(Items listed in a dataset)
<<<<

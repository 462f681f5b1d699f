// SPDX-License-Identifier: MPL-2.0
//! Viewport scaling engine: zoom factor, fit-to-window mode, and scroll
//! offsets, kept consistent across every zoom change.
//!
//! The scroll synchronization formula anchors the point at the center of the
//! visible page across a zoom step:
//!
//! ```text
//! new_offset = round(f * old_offset + (f - 1) * page_extent / 2)
//! ```
//!
//! clamped to `[0, content_extent - page_extent]`. This is deliberately the
//! page center, not the image center, so whatever the user is looking at
//! stays put while zooming.

// Zoom enablement limits live in the centralized config.
pub use crate::config::{DEFAULT_MAX_ZOOM, DEFAULT_MIN_ZOOM};

/// Multiplier applied by one zoom-in step (25% in).
pub const ZOOM_IN_FACTOR: f64 = 1.25;

/// Multiplier applied by one zoom-out step (25% out).
pub const ZOOM_OUT_FACTOR: f64 = 0.75;

/// Display mode of the viewport.
#[derive(Debug, Clone, Copy, PartialEq, Eq)]
pub enum ZoomMode {
    /// User-controlled zoom factor. The default.
    Manual,
    /// Zoom implicitly tracks the viewport size. The engine only flags the
    /// mode; the host resizes the content continuously.
    FitToWindow,
}

/// Visible (non-scrolled) extent of the viewport, in pixels.
#[derive(Debug, Clone, Copy, PartialEq, Eq, Default)]
pub struct PageExtent {
    pub width: u32,
    pub height: u32,
}

/// Zoom factors past which the zoom commands are disabled. The stored factor
/// itself is unbounded; bounds are checked after a step is applied, so the
/// factor can slightly exceed them (about 3.05 after five zoom-ins).
#[derive(Debug, Clone, Copy, PartialEq)]
pub struct ZoomLimits {
    pub max: f64,
    pub min: f64,
}

impl Default for ZoomLimits {
    fn default() -> Self {
        Self {
            max: DEFAULT_MAX_ZOOM,
            min: DEFAULT_MIN_ZOOM,
        }
    }
}

/// Owns zoom factor, mode, and scroll offsets for the displayed image.
///
/// Lifecycle is tied to the displayed buffer: every new image resets to
/// manual mode at 1.0 with the scroll at the origin.
#[derive(Debug, Clone)]
pub struct Viewport {
    zoom_factor: f64,
    mode: ZoomMode,
    scroll_x: u32,
    scroll_y: u32,
    page: PageExtent,
    image_size: Option<(u32, u32)>,
    limits: ZoomLimits,
}

impl Default for Viewport {
    fn default() -> Self {
        Self::new(ZoomLimits::default())
    }
}

impl Viewport {
    #[must_use]
    pub fn new(limits: ZoomLimits) -> Self {
        Self {
            zoom_factor: 1.0,
            mode: ZoomMode::Manual,
            scroll_x: 0,
            scroll_y: 0,
            page: PageExtent::default(),
            image_size: None,
            limits,
        }
    }

    #[must_use]
    pub fn zoom_factor(&self) -> f64 {
        self.zoom_factor
    }

    #[must_use]
    pub fn mode(&self) -> ZoomMode {
        self.mode
    }

    #[must_use]
    pub fn fit_to_window(&self) -> bool {
        self.mode == ZoomMode::FitToWindow
    }

    /// Current scroll offsets `(x, y)`.
    #[must_use]
    pub fn scroll(&self) -> (u32, u32) {
        (self.scroll_x, self.scroll_y)
    }

    #[must_use]
    pub fn page_extent(&self) -> PageExtent {
        self.page
    }

    /// Scaled content extent `(width, height)` at the current zoom, if an
    /// image is present.
    #[must_use]
    pub fn content_extent(&self) -> Option<(u64, u64)> {
        let (width, height) = self.image_size?;
        Some((
            scaled_extent(width, self.zoom_factor),
            scaled_extent(height, self.zoom_factor),
        ))
    }

    /// Resets for a newly loaded image: manual mode, zoom 1.0, scroll at the
    /// origin.
    pub fn load_new_image(&mut self, width: u32, height: u32) {
        self.image_size = Some((width, height));
        self.mode = ZoomMode::Manual;
        self.zoom_factor = 1.0;
        self.scroll_x = 0;
        self.scroll_y = 0;
    }

    /// Updates the visible page extent (host window geometry changed).
    pub fn set_page_extent(&mut self, page: PageExtent) {
        self.page = page;
        self.clamp_scroll();
    }

    /// Sets the scroll offsets, clamped to the content bounds.
    pub fn set_scroll(&mut self, x: u32, y: u32) {
        self.scroll_x = x;
        self.scroll_y = y;
        self.clamp_scroll();
    }

    /// Whether a further zoom-in step should be offered.
    #[must_use]
    pub fn can_zoom_in(&self) -> bool {
        self.zoom_factor < self.limits.max
    }

    /// Whether a further zoom-out step should be offered.
    #[must_use]
    pub fn can_zoom_out(&self) -> bool {
        self.zoom_factor > self.limits.min
    }

    /// Zooms in by one step. Only meaningful in manual mode with an image.
    pub fn zoom_in(&mut self) {
        if self.mode == ZoomMode::Manual {
            self.scale_by(ZOOM_IN_FACTOR);
        }
    }

    /// Zooms out by one step. Only meaningful in manual mode with an image.
    pub fn zoom_out(&mut self) {
        if self.mode == ZoomMode::Manual {
            self.scale_by(ZOOM_OUT_FACTOR);
        }
    }

    /// Resets the zoom factor to 1.0 without moving the scroll offsets
    /// (beyond the clamp the shrunken content forces).
    pub fn normal_size(&mut self) {
        if self.mode == ZoomMode::Manual {
            self.zoom_factor = 1.0;
            self.clamp_scroll();
        }
    }

    /// Switches between fit-to-window and manual mode. Leaving fit mode
    /// resets to normal size, matching the menu semantics of unchecking
    /// "Fit to Window".
    pub fn set_fit_to_window(&mut self, enabled: bool) {
        if enabled {
            self.mode = ZoomMode::FitToWindow;
        } else {
            self.mode = ZoomMode::Manual;
            self.normal_size();
        }
    }

    /// Zoom factor that would fit the image inside the current page extent,
    /// for hosts that drive fit-to-window rendering.
    #[must_use]
    pub fn fit_zoom_factor(&self) -> Option<f64> {
        let (width, height) = self.image_size?;
        if self.page.width == 0 || self.page.height == 0 || width == 0 || height == 0 {
            return None;
        }
        let scale_x = f64::from(self.page.width) / f64::from(width);
        let scale_y = f64::from(self.page.height) / f64::from(height);
        Some(scale_x.min(scale_y))
    }

    /// Applies a multiplicative zoom step and synchronizes both scroll axes.
    fn scale_by(&mut self, factor: f64) {
        if self.image_size.is_none() {
            return;
        }
        self.zoom_factor *= factor;

        let (content_w, content_h) = self.content_extent().unwrap_or((0, 0));
        self.scroll_x = sync_axis(self.scroll_x, factor, self.page.width, content_w);
        self.scroll_y = sync_axis(self.scroll_y, factor, self.page.height, content_h);
    }

    fn clamp_scroll(&mut self) {
        let Some((content_w, content_h)) = self.content_extent() else {
            self.scroll_x = 0;
            self.scroll_y = 0;
            return;
        };
        self.scroll_x = self.scroll_x.min(max_offset(self.page.width, content_w));
        self.scroll_y = self.scroll_y.min(max_offset(self.page.height, content_h));
    }
}

/// Content extent of one axis at the given zoom.
#[allow(clippy::cast_possible_truncation, clippy::cast_sign_loss)]
fn scaled_extent(length: u32, zoom: f64) -> u64 {
    (f64::from(length) * zoom).round().max(0.0) as u64
}

/// Largest legal scroll offset for one axis.
fn max_offset(page: u32, content: u64) -> u32 {
    u32::try_from(content.saturating_sub(u64::from(page))).unwrap_or(u32::MAX)
}

/// Keeps the center of the visible page anchored across a zoom step, then
/// clamps into the content bounds.
#[allow(clippy::cast_possible_truncation, clippy::cast_sign_loss)]
fn sync_axis(offset: u32, factor: f64, page: u32, content: u64) -> u32 {
    let anchored = factor * f64::from(offset) + (factor - 1.0) * f64::from(page) / 2.0;
    let max = f64::from(max_offset(page, content));
    anchored.round().clamp(0.0, max) as u32
}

>>>>

Task directions: Give an exact transcription of the data shown above.

Task result:
repository 462f681f5b1d699f
// SPDX-License-Identifier: MPL-2.0
//! Viewport scaling engine: zoom factor, fit-to-window mode, and scroll
//! offsets, kept consistent across every zoom change.
//!
//! The scroll synchronization formula anchors the point at the center of the
//! visible page across a zoom step:
//!
//! ```text
//! new_offset = round(f * old_offset + (f - 1) * page_extent / 2)
//! ```
//!
//! clamped to `[0, content_extent - page_extent]`. This is deliberately the
//! page center, not the image center, so whatever the user is looking at
//! stays put while zooming.

// Zoom enablement limits live in the centralized config.
pub use crate::config::{DEFAULT_MAX_ZOOM, DEFAULT_MIN_ZOOM};

/// Multiplier applied by one zoom-in step (25% in).
pub const ZOOM_IN_FACTOR: f64 = 1.25;

/// Multiplier applied by one zoom-out step (25% out).
pub const ZOOM_OUT_FACTOR: f64 = 0.75;

/// Display mode of the viewport.
#[derive(Debug, Clone, Copy, PartialEq, Eq)]
pub enum ZoomMode {
    /// User-controlled zoom factor. The default.
    Manual,
    /// Zoom implicitly tracks the viewport size. The engine only flags the
    /// mode; the host resizes the content continuously.
    FitToWindow,
}

/// Visible (non-scrolled) extent of the viewport, in pixels.
#[derive(Debug, Clone, Copy, PartialEq, Eq, Default)]
pub struct PageExtent {
    pub width: u32,
    pub height: u32,
}

/// Zoom factors past which the zoom commands are disabled. The stored factor
/// itself is unbounded; bounds are checked after a step is applied, so the
/// factor can slightly exceed them (about 3.05 after five zoom-ins).
#[derive(Debug, Clone, Copy, PartialEq)]
pub struct ZoomLimits {
    pub max: f64,
    pub min: f64,
}

impl Default for ZoomLimits {
    fn default() -> Self {
        Self {
            max: DEFAULT_MAX_ZOOM,
            min: DEFAULT_MIN_ZOOM,
        }
    }
}

/// Owns zoom factor, mode, and scroll offsets for the displayed image.
///
/// Lifecycle is tied to the displayed buffer: every new image resets to
/// manual mode at 1.0 with the scroll at the origin.
#[derive(Debug, Clone)]
pub struct Viewport {
    zoom_factor: f64,
    mode: ZoomMode,
    scroll_x: u32,
    scroll_y: u32,
    page: PageExtent,
    image_size: Option<(u32, u32)>,
    limits: ZoomLimits,
}

impl Default for Viewport {
    fn default() -> Self {
        Self::new(ZoomLimits::default())
    }
}

impl Viewport {
    #[must_use]
    pub fn new(limits: ZoomLimits) -> Self {
        Self {
            zoom_factor: 1.0,
            mode: ZoomMode::Manual,
            scroll_x: 0,
            scroll_y: 0,
            page: PageExtent::default(),
            image_size: None,
            limits,
        }
    }

    #[must_use]
    pub fn zoom_factor(&self) -> f64 {
        self.zoom_factor
    }

    #[must_use]
    pub fn mode(&self) -> ZoomMode {
        self.mode
    }

    #[must_use]
    pub fn fit_to_window(&self) -> bool {
        self.mode == ZoomMode::FitToWindow
    }

    /// Current scroll offsets `(x, y)`.
    #[must_use]
    pub fn scroll(&self) -> (u32, u32) {
        (self.scroll_x, self.scroll_y)
    }

    #[must_use]
    pub fn page_extent(&self) -> PageExtent {
        self.page
    }

    /// Scaled content extent `(width, height)` at the current zoom, if an
    /// image is present.
    #[must_use]
    pub fn content_extent(&self) -> Option<(u64, u64)> {
        let (width, height) = self.image_size?;
        Some((
            scaled_extent(width, self.zoom_factor),
            scaled_extent(height, self.zoom_factor),
        ))
    }

    /// Resets for a newly loaded image: manual mode, zoom 1.0, scroll at the
    /// origin.
    pub fn load_new_image(&mut self, width: u32, height: u32) {
        self.image_size = Some((width, height));
        self.mode = ZoomMode::Manual;
        self.zoom_factor = 1.0;
        self.scroll_x = 0;
        self.scroll_y = 0;
    }

    /// Updates the visible page extent (host window geometry changed).
    pub fn set_page_extent(&mut self, page: PageExtent) {
        self.page = page;
        self.clamp_scroll();
    }

    /// Sets the scroll offsets, clamped to the content bounds.
    pub fn set_scroll(&mut self, x: u32, y: u32) {
        self.scroll_x = x;
        self.scroll_y = y;
        self.clamp_scroll();
    }

    /// Whether a further zoom-in step should be offered.
    #[must_use]
    pub fn can_zoom_in(&self) -> bool {
        self.zoom_factor < self.limits.max
    }

    /// Whether a further zoom-out step should be offered.
    #[must_use]
    pub fn can_zoom_out(&self) -> bool {
        self.zoom_factor > self.limits.min
    }

    /// Zooms in by one step. Only meaningful in manual mode with an image.
    pub fn zoom_in(&mut self) {
        if self.mode == ZoomMode::Manual {
            self.scale_by(ZOOM_IN_FACTOR);
        }
    }

    /// Zooms out by one step. Only meaningful in manual mode with an image.
    pub fn zoom_out(&mut self) {
        if self.mode == ZoomMode::Manual {
            self.scale_by(ZOOM_OUT_FACTOR);
        }
    }

    /// Resets the zoom factor to 1.0 without moving the scroll offsets
    /// (beyond the clamp the shrunken content forces).
    pub fn normal_size(&mut self) {
        if self.mode == ZoomMode::Manual {
            self.zoom_factor = 1.0;
            self.clamp_scroll();
        }
    }

    /// Switches between fit-to-window and manual mode. Leaving fit mode
    /// resets to normal size, matching the menu semantics of unchecking
    /// "Fit to Window".
    pub fn set_fit_to_window(&mut self, enabled: bool) {
        if enabled {
            self.mode = ZoomMode::FitToWindow;
        } else {
            self.mode = ZoomMode::Manual;
            self.normal_size();
        }
    }

    /// Zoom factor that would fit the image inside the current page extent,
    /// for hosts that drive fit-to-window rendering.
    #[must_use]
    pub fn fit_zoom_factor(&self) -> Option<f64> {
        let (width, height) = self.image_size?;
        if self.page.width == 0 || self.page.height == 0 || width == 0 || height == 0 {
            return None;
        }
        let scale_x = f64::from(self.page.width) / f64::from(width);
        let scale_y = f64::from(self.page.height) / f64::from(height);
        Some(scale_x.min(scale_y))
    }

    /// Applies a multiplicative zoom step and synchronizes both scroll axes.
    fn scale_by(&mut self, factor: f64) {
        if self.image_size.is_none() {
            return;
        }
        self.zoom_factor *= factor;

        let (content_w, content_h) = self.content_extent().unwrap_or((0, 0));
        self.scroll_x = sync_axis(self.scroll_x, factor, self.page.width, content_w);
        self.scroll_y = sync_axis(self.scroll_y, factor, self.page.height, content_h);
    }

    fn clamp_scroll(&mut self) {
        let Some((content_w, content_h)) = self.content_extent() else {
            self.scroll_x = 0;
            self.scroll_y = 0;
            return;
        };
        self.scroll_x = self.scroll_x.min(max_offset(self.page.width, content_w));
        self.scroll_y = self.scroll_y.min(max_offset(self.page.height, content_h));
    }
}

/// Content extent of one axis at the given zoom.
#[allow(clippy::cast_possible_truncation, clippy::cast_sign_loss)]
fn scaled_extent(length: u32, zoom: f64) -> u64 {
    (f64::from(length) * zoom).round().max(0.0) as u64
}

/// Largest legal scroll offset for one axis.
fn max_offset(page: u32, content: u64) -> u32 {
    u32::try_from(content.saturating_sub(u64::from(page))).unwrap_or(u32::MAX)
}

/// Keeps the center of the visible page anchored across a zoom step, then
/// clamps into the content bounds.
#[allow(clippy::cast_possible_truncation, clippy::cast_sign_loss)]
fn sync_axis(offset: u32, factor: f64, page: u32, content: u64) -> u32 {
    let anchored = factor * f64::from(offset) + (factor - 1.0) * f64::from(page) / 2.0;
    let max = f64::from(max_offset(page, content));
    anchored.round().clamp(0.0, max) as u32
}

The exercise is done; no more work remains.